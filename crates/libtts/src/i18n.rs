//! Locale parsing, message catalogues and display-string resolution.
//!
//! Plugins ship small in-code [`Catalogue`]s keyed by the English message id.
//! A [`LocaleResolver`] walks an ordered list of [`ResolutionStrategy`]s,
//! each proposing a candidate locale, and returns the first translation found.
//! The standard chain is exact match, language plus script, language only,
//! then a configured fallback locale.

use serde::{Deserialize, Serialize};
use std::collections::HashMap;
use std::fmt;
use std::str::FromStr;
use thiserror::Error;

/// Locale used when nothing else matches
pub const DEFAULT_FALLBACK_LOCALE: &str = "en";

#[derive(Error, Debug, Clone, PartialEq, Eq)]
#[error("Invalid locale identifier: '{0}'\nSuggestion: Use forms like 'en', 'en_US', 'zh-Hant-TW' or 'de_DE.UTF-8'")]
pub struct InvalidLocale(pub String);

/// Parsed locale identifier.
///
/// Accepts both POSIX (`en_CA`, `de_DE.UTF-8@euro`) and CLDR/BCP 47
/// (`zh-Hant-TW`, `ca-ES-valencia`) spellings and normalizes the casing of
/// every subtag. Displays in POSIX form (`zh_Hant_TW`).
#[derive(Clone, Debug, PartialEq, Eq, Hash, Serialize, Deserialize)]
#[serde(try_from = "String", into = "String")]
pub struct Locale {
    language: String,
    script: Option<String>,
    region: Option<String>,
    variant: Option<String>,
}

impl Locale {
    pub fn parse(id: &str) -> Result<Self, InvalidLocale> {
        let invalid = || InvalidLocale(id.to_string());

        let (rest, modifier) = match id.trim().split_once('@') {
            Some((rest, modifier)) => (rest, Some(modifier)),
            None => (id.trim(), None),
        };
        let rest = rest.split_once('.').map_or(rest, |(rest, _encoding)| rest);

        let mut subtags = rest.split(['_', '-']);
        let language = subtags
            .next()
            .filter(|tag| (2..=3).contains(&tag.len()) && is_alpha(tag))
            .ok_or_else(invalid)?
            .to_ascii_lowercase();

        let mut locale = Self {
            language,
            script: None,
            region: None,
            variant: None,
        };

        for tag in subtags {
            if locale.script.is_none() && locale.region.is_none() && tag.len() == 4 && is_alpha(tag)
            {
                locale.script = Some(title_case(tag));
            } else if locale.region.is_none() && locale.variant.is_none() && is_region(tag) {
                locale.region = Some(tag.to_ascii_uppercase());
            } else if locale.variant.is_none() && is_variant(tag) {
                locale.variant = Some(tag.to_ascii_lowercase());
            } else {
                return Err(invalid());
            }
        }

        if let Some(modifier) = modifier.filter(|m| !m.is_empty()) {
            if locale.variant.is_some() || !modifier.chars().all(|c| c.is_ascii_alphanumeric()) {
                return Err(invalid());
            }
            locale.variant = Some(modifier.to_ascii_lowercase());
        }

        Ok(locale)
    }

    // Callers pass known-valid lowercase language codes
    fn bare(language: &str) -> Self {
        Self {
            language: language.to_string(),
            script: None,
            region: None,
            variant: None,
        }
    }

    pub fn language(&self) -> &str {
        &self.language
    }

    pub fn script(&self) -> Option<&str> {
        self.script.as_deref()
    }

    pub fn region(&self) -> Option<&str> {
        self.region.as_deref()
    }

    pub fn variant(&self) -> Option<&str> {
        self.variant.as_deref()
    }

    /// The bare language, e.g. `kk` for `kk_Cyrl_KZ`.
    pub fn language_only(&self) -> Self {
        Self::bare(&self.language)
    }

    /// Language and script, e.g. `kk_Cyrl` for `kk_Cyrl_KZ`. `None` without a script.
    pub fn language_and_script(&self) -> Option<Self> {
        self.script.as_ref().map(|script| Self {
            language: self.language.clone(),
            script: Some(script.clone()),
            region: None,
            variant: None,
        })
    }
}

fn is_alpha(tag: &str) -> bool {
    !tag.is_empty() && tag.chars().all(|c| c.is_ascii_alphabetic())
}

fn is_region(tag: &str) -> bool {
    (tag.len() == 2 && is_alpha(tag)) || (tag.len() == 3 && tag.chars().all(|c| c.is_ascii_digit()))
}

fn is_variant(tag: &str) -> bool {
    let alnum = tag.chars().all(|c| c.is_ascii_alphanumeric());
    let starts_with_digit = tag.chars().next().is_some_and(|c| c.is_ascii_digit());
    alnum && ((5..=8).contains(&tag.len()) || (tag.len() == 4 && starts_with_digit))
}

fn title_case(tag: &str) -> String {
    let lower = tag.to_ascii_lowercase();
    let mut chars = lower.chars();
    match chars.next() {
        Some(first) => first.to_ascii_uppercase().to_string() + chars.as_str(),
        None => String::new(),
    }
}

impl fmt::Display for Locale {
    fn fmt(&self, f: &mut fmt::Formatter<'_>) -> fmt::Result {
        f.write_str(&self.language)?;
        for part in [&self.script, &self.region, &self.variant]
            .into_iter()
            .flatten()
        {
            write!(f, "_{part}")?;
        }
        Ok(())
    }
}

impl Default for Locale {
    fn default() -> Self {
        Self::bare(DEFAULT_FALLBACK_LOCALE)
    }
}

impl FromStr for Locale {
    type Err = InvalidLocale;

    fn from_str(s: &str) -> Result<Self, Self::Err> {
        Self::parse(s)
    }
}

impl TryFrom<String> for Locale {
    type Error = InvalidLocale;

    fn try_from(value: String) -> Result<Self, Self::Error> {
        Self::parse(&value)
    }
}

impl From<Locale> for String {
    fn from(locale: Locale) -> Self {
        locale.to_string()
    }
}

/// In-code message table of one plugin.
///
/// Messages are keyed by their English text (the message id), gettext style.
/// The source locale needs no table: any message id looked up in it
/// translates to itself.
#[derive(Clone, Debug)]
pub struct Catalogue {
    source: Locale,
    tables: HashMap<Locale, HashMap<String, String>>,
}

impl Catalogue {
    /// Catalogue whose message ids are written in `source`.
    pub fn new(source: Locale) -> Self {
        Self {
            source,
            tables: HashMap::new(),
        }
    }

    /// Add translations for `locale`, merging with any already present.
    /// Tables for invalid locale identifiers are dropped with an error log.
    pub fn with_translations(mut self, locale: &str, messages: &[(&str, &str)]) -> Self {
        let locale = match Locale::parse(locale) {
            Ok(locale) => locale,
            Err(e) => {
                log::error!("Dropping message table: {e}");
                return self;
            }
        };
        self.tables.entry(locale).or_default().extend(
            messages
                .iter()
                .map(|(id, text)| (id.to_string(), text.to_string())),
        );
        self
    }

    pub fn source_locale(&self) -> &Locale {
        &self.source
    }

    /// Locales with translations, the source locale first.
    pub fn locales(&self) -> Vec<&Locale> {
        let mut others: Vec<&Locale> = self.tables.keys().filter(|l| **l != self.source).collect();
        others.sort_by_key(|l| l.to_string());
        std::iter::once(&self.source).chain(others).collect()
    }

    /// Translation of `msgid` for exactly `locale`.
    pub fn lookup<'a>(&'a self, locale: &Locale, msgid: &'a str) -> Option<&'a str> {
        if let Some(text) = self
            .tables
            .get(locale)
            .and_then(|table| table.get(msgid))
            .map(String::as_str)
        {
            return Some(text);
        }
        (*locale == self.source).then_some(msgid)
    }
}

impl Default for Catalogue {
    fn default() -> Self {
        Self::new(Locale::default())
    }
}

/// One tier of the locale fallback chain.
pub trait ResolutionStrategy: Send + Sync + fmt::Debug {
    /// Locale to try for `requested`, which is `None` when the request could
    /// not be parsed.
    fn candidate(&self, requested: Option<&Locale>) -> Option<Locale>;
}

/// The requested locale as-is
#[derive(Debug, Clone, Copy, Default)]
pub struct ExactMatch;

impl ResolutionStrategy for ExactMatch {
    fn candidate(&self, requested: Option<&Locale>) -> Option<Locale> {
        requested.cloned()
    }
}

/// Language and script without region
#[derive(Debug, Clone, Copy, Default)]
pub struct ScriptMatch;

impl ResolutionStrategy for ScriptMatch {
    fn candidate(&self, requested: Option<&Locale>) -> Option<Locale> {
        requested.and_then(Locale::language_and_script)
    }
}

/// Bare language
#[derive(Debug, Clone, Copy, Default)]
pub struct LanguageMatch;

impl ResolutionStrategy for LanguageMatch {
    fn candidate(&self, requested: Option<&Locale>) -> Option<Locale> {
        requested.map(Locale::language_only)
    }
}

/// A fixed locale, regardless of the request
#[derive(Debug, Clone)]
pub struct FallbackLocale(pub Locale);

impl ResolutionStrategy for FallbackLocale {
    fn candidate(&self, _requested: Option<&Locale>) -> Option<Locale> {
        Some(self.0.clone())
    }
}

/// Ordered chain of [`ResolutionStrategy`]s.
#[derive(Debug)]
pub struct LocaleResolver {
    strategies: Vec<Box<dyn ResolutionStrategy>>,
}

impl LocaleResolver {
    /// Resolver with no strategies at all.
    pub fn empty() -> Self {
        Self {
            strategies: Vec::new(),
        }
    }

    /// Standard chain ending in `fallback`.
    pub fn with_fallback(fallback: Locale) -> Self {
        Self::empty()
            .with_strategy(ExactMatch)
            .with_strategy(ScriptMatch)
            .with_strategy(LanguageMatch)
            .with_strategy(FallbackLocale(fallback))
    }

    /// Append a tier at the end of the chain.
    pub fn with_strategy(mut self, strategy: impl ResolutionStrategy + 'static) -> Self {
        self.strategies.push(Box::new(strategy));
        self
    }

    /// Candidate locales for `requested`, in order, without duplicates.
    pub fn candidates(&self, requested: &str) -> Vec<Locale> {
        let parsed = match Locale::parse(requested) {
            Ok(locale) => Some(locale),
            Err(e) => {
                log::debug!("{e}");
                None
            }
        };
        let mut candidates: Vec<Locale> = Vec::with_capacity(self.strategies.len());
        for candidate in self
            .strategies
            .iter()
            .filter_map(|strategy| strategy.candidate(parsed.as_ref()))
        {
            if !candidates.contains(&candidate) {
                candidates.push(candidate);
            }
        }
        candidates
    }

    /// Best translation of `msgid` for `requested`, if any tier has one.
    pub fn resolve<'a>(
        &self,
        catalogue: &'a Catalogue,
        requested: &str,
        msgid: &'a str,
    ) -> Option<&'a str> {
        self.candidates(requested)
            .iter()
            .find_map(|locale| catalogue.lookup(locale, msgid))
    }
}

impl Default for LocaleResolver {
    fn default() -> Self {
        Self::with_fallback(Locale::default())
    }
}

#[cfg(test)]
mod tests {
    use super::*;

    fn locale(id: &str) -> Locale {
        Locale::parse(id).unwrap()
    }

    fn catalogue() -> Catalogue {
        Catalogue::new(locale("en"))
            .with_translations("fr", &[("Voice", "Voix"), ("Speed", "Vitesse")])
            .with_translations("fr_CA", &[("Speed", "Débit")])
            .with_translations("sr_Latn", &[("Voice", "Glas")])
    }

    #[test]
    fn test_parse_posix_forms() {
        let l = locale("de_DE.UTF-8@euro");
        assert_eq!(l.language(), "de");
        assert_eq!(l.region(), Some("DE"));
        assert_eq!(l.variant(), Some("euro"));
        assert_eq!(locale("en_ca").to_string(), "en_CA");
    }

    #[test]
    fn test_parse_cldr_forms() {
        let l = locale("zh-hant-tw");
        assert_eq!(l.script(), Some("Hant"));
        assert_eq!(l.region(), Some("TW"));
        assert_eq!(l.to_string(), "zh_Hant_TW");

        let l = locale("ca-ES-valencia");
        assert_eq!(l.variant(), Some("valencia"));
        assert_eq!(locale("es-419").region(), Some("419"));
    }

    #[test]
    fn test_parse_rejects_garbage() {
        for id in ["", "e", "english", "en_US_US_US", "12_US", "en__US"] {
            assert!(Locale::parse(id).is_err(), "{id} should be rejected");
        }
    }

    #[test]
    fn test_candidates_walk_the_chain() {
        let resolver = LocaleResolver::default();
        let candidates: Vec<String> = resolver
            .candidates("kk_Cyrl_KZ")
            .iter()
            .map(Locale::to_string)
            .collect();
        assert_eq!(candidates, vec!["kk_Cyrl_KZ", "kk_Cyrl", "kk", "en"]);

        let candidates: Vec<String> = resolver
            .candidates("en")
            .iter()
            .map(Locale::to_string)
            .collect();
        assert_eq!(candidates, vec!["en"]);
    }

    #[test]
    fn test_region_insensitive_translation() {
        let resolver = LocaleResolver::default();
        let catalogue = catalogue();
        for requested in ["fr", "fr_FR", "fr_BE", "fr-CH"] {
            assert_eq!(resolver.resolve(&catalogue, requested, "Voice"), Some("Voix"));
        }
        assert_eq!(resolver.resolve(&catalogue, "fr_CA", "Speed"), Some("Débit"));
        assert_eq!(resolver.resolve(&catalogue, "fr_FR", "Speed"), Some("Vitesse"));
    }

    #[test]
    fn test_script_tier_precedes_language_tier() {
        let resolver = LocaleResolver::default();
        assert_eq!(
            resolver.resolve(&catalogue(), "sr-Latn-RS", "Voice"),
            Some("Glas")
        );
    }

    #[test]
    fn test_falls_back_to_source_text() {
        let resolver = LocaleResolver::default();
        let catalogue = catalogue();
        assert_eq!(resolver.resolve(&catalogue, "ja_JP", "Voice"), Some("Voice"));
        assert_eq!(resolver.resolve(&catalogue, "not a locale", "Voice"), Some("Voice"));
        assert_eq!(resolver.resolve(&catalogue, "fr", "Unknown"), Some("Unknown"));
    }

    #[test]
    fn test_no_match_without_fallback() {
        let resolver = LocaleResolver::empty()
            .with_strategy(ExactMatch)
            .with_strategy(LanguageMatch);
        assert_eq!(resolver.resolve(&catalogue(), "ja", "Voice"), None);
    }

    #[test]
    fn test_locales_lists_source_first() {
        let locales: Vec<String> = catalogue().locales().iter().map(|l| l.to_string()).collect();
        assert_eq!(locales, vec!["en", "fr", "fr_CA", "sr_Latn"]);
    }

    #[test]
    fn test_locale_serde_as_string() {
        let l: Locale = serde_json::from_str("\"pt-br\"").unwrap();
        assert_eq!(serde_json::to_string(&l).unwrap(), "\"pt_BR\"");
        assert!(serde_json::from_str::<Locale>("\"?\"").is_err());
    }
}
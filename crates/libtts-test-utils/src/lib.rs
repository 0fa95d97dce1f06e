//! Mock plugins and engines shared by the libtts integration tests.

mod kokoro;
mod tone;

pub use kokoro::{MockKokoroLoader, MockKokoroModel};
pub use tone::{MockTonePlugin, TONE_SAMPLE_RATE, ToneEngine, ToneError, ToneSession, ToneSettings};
□ □ □ □ □
YOUR OBJECTIVE ▸
Within the listing above, extract exactly the lines from the line with "else if locale.region.is_none()" to the line with "fn title_case(tag: &str)", the two named lines included, and no others.

ANSWER AREA ▸
            } else if locale.region.is_none() && locale.variant.is_none() && is_region(tag) {
                locale.region = Some(tag.to_ascii_uppercase());
            } else if locale.variant.is_none() && is_variant(tag) {
                locale.variant = Some(tag.to_ascii_lowercase());
            } else {
                return Err(invalid());
            }
        }

        if let Some(modifier) = modifier.filter(|m| !m.is_empty()) {
            if locale.variant.is_some() || !modifier.chars().all(|c| c.is_ascii_alphanumeric()) {
                return Err(invalid());
            }
            locale.variant = Some(modifier.to_ascii_lowercase());
        }

        Ok(locale)
    }

    // Callers pass known-valid lowercase language codes
    fn bare(language: &str) -> Self {
        Self {
            language: language.to_string(),
            script: None,
            region: None,
            variant: None,
        }
    }

    pub fn language(&self) -> &str {
        &self.language
    }

    pub fn script(&self) -> Option<&str> {
        self.script.as_deref()
    }

    pub fn region(&self) -> Option<&str> {
        self.region.as_deref()
    }

    pub fn variant(&self) -> Option<&str> {
        self.variant.as_deref()
    }

    /// The bare language, e.g. `kk` for `kk_Cyrl_KZ`.
    pub fn language_only(&self) -> Self {
        Self::bare(&self.language)
    }

    /// Language and script, e.g. `kk_Cyrl` for `kk_Cyrl_KZ`. `None` without a script.
    pub fn language_and_script(&self) -> Option<Self> {
        self.script.as_ref().map(|script| Self {
            language: self.language.clone(),
            script: Some(script.clone()),
            region: None,
            variant: None,
        })
    }
}

fn is_alpha(tag: &str) -> bool {
    !tag.is_empty() && tag.chars().all(|c| c.is_ascii_alphabetic())
}

fn is_region(tag: &str) -> bool {
    (tag.len() == 2 && is_alpha(tag)) || (tag.len() == 3 && tag.chars().all(|c| c.is_ascii_digit()))
}

fn is_variant(tag: &str) -> bool {
    let alnum = tag.chars().all(|c| c.is_ascii_alphanumeric());
    let starts_with_digit = tag.chars().next().is_some_and(|c| c.is_ascii_digit());
    alnum && ((5..=8).contains(&tag.len()) || (tag.len() == 4 && starts_with_digit))
}

fn title_case(tag: &str) -> String {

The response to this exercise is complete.